Collection entries:
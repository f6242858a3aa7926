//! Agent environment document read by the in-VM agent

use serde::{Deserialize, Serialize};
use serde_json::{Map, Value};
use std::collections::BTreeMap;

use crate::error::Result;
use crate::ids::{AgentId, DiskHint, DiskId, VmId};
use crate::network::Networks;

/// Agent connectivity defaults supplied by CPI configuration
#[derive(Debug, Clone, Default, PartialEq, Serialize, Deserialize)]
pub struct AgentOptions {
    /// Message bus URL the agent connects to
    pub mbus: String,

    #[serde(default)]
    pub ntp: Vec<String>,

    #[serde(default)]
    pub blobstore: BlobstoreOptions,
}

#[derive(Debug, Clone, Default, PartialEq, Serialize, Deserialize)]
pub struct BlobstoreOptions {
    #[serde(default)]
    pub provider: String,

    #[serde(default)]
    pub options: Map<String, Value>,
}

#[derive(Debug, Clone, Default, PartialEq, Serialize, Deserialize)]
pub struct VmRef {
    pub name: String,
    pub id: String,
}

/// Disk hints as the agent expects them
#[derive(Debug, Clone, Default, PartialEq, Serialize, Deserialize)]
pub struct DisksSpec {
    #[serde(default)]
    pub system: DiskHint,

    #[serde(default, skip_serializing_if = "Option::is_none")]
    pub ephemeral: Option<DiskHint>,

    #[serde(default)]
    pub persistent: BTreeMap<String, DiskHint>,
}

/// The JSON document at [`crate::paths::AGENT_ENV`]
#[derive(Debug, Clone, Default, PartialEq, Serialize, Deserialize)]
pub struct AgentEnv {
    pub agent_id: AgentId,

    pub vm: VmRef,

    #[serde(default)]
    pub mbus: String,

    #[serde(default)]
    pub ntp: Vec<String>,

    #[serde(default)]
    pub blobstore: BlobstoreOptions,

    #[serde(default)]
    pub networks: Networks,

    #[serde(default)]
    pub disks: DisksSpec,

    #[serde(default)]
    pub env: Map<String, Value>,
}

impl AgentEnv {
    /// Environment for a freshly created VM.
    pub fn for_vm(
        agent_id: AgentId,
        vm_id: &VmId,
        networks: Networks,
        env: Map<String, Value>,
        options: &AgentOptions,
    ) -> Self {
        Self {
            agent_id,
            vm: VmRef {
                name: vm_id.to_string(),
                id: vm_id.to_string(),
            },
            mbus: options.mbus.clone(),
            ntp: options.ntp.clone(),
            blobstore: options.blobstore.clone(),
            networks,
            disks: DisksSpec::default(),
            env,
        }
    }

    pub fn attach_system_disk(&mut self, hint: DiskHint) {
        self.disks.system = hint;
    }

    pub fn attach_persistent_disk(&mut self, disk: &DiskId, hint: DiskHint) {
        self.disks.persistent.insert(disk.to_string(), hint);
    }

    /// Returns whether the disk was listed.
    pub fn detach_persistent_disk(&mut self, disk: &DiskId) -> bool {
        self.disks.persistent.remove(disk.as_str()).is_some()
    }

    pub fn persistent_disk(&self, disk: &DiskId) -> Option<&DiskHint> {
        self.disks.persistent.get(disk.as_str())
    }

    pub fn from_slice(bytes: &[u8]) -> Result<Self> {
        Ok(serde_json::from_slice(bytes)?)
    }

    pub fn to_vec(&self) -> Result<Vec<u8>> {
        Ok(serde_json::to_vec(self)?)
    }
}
---
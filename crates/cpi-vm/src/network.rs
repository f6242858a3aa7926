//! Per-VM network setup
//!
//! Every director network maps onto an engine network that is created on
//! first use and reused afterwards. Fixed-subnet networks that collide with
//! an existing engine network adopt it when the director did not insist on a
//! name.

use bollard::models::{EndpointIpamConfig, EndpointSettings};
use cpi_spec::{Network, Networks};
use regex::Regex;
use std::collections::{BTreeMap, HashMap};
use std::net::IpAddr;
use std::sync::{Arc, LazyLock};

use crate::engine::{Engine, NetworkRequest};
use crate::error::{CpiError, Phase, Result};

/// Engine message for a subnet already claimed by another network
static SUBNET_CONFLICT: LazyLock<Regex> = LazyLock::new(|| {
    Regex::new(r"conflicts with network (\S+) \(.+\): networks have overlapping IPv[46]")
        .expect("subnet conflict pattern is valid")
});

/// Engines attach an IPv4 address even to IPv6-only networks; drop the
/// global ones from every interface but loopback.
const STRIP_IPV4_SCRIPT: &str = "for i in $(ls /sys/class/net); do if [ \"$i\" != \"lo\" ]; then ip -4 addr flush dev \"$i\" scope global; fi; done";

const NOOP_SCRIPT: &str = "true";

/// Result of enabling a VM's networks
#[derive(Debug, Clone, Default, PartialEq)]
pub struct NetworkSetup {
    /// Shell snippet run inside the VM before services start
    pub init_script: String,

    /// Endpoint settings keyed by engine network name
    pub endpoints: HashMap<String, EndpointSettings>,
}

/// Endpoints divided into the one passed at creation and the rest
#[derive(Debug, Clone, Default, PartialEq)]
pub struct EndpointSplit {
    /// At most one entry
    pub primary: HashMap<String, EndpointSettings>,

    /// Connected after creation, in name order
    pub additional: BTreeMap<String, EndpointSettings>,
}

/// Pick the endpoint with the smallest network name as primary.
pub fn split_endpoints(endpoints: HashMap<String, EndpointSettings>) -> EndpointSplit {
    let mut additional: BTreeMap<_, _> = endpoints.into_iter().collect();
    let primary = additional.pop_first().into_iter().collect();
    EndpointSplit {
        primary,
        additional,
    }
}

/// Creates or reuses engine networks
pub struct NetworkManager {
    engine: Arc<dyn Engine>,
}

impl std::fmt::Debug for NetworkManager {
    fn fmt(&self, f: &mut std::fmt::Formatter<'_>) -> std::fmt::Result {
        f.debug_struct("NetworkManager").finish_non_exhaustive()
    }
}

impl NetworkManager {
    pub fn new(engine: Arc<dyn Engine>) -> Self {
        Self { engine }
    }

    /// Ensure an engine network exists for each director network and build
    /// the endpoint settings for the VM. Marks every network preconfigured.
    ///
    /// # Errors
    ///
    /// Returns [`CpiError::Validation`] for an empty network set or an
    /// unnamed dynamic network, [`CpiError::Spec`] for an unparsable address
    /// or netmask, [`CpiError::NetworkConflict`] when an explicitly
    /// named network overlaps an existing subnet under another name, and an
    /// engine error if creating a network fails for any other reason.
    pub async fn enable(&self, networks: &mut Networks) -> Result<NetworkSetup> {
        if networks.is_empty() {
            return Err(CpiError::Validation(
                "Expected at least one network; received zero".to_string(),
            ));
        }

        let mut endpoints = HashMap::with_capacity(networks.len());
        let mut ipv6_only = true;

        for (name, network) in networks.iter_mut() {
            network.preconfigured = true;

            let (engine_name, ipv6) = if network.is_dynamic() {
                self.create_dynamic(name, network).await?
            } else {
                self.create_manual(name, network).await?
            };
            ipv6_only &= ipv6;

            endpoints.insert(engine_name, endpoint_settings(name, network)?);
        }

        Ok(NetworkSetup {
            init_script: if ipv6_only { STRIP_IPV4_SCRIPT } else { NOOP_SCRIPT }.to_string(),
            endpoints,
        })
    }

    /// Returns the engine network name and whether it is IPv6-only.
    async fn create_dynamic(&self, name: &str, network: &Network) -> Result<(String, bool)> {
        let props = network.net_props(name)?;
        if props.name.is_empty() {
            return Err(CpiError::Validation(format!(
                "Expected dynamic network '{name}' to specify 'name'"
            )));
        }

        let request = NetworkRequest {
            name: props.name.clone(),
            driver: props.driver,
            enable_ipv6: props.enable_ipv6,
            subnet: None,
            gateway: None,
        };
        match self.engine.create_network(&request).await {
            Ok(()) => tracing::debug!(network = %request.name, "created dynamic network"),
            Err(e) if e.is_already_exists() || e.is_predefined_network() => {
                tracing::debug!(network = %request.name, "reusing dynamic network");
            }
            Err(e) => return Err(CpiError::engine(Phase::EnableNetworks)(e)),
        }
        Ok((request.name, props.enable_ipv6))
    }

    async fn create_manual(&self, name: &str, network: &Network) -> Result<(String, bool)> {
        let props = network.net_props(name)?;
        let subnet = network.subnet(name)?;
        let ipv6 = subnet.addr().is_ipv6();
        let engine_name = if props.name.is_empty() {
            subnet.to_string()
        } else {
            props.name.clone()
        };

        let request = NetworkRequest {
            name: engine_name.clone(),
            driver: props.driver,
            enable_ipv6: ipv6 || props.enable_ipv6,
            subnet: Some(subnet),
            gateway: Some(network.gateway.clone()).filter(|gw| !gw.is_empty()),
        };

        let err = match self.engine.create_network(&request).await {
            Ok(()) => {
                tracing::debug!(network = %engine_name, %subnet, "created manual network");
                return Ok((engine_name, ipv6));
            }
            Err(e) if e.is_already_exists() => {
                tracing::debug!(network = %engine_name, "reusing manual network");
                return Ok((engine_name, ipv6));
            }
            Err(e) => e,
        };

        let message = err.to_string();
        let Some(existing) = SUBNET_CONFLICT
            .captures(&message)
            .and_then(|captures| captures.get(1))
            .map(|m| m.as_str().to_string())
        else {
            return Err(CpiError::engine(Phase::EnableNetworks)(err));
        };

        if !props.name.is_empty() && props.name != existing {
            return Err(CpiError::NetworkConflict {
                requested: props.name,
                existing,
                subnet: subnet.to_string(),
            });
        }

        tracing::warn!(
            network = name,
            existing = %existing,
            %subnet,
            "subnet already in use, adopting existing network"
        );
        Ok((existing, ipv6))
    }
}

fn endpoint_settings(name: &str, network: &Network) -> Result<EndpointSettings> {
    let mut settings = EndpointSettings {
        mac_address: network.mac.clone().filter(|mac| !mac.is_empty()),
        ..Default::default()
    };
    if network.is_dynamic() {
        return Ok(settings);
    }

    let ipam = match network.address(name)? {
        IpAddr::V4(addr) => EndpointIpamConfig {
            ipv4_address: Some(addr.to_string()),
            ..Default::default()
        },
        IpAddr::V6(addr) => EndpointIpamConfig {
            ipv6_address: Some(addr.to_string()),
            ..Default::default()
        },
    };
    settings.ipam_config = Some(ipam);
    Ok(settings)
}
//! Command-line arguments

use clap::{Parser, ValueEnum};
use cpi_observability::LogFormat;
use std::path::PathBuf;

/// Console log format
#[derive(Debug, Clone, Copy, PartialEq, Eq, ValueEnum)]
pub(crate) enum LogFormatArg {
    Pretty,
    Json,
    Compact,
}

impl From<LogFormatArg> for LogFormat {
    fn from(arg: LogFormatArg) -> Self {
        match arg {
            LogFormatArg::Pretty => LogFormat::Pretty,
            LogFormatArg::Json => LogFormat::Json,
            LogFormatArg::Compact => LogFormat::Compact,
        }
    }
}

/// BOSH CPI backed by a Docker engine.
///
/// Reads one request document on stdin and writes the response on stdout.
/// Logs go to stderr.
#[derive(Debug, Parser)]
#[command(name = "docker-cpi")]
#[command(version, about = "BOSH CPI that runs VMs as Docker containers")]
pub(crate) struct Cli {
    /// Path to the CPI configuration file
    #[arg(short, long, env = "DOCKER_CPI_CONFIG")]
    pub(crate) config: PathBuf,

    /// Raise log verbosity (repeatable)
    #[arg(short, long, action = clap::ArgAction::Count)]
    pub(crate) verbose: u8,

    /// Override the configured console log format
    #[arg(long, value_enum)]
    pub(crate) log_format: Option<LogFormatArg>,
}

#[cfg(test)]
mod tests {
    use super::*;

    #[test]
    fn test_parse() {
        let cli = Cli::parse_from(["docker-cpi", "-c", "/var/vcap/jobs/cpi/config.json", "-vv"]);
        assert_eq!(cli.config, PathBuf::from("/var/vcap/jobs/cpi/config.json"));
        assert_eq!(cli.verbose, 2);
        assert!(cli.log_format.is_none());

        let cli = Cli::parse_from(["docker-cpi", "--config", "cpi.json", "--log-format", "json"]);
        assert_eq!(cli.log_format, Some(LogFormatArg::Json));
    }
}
==
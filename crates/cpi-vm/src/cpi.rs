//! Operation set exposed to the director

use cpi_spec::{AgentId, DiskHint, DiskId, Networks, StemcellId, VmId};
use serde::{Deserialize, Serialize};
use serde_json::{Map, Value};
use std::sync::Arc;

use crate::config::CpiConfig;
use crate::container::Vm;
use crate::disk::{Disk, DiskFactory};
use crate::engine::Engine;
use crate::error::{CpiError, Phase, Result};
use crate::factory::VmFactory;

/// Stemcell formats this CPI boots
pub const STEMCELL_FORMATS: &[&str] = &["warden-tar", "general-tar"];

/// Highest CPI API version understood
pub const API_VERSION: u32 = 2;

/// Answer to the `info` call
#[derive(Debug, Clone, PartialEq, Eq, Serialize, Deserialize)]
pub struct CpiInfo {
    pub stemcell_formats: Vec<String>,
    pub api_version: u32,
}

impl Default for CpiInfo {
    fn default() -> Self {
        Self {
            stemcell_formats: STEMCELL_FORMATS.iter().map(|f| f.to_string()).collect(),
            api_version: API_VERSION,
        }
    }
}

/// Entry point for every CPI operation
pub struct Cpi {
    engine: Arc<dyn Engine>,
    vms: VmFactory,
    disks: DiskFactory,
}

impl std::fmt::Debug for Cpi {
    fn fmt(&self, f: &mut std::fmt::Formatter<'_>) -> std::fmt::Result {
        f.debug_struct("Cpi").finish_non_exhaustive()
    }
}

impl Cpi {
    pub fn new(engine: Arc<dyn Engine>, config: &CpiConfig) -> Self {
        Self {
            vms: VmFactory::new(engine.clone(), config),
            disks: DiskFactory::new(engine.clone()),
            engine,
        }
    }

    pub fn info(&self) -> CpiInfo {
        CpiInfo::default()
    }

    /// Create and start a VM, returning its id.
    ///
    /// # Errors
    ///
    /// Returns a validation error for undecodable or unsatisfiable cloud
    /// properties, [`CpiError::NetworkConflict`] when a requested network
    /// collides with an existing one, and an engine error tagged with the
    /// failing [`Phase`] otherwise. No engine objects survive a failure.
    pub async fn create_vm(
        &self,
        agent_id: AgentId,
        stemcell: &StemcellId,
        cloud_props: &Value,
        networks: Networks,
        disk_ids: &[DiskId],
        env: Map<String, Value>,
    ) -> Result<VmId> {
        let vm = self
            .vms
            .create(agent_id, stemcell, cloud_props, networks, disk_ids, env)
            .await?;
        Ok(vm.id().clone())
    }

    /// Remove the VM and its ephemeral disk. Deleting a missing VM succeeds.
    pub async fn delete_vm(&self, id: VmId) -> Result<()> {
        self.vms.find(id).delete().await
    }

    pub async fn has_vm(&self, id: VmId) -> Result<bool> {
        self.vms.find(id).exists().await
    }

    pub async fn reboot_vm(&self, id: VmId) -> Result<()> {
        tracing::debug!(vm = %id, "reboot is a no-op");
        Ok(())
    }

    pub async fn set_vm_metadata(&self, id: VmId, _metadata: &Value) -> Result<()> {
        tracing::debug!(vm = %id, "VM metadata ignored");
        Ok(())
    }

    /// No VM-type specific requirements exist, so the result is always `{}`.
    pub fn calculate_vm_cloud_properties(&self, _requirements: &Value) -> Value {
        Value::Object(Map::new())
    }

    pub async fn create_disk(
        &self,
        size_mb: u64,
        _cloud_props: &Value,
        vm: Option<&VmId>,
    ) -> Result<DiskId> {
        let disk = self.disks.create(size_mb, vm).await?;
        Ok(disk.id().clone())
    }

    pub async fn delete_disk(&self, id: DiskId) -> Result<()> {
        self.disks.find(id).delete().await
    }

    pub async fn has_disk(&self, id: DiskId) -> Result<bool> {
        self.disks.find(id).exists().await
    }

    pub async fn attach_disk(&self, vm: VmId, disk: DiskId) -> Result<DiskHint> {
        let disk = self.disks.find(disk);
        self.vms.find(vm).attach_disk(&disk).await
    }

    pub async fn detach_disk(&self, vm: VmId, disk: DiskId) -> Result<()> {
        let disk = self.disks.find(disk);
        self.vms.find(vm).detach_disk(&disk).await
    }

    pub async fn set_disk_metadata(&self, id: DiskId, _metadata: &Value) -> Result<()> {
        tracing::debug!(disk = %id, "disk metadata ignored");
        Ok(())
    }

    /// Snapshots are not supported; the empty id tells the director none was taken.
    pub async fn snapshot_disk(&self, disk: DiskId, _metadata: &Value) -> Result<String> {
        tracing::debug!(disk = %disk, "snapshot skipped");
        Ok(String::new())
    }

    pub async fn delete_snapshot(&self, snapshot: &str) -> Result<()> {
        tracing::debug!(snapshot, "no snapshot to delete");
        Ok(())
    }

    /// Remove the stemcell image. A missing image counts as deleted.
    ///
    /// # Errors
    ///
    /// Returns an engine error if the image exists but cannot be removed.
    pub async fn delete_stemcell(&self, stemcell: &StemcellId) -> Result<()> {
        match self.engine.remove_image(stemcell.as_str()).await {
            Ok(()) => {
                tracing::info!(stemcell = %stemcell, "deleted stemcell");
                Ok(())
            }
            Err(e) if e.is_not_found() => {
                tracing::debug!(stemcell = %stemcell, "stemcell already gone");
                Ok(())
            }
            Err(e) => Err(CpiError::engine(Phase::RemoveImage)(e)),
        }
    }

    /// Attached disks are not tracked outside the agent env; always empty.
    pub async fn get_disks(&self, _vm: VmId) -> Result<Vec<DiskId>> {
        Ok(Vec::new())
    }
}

- **Brief**: Copy out each line of the data above, exactly, if it lies between the line holding "use crate::container::Vm;" and the line holding "API version understood", inclusive; copy no other line.

- **Exercise solution**:
use crate::container::Vm;
use crate::disk::{Disk, DiskFactory};
use crate::engine::Engine;
use crate::error::{CpiError, Phase, Result};
use crate::factory::VmFactory;

/// Stemcell formats this CPI boots
pub const STEMCELL_FORMATS: &[&str] = &["warden-tar", "general-tar"];

/// Highest CPI API version understood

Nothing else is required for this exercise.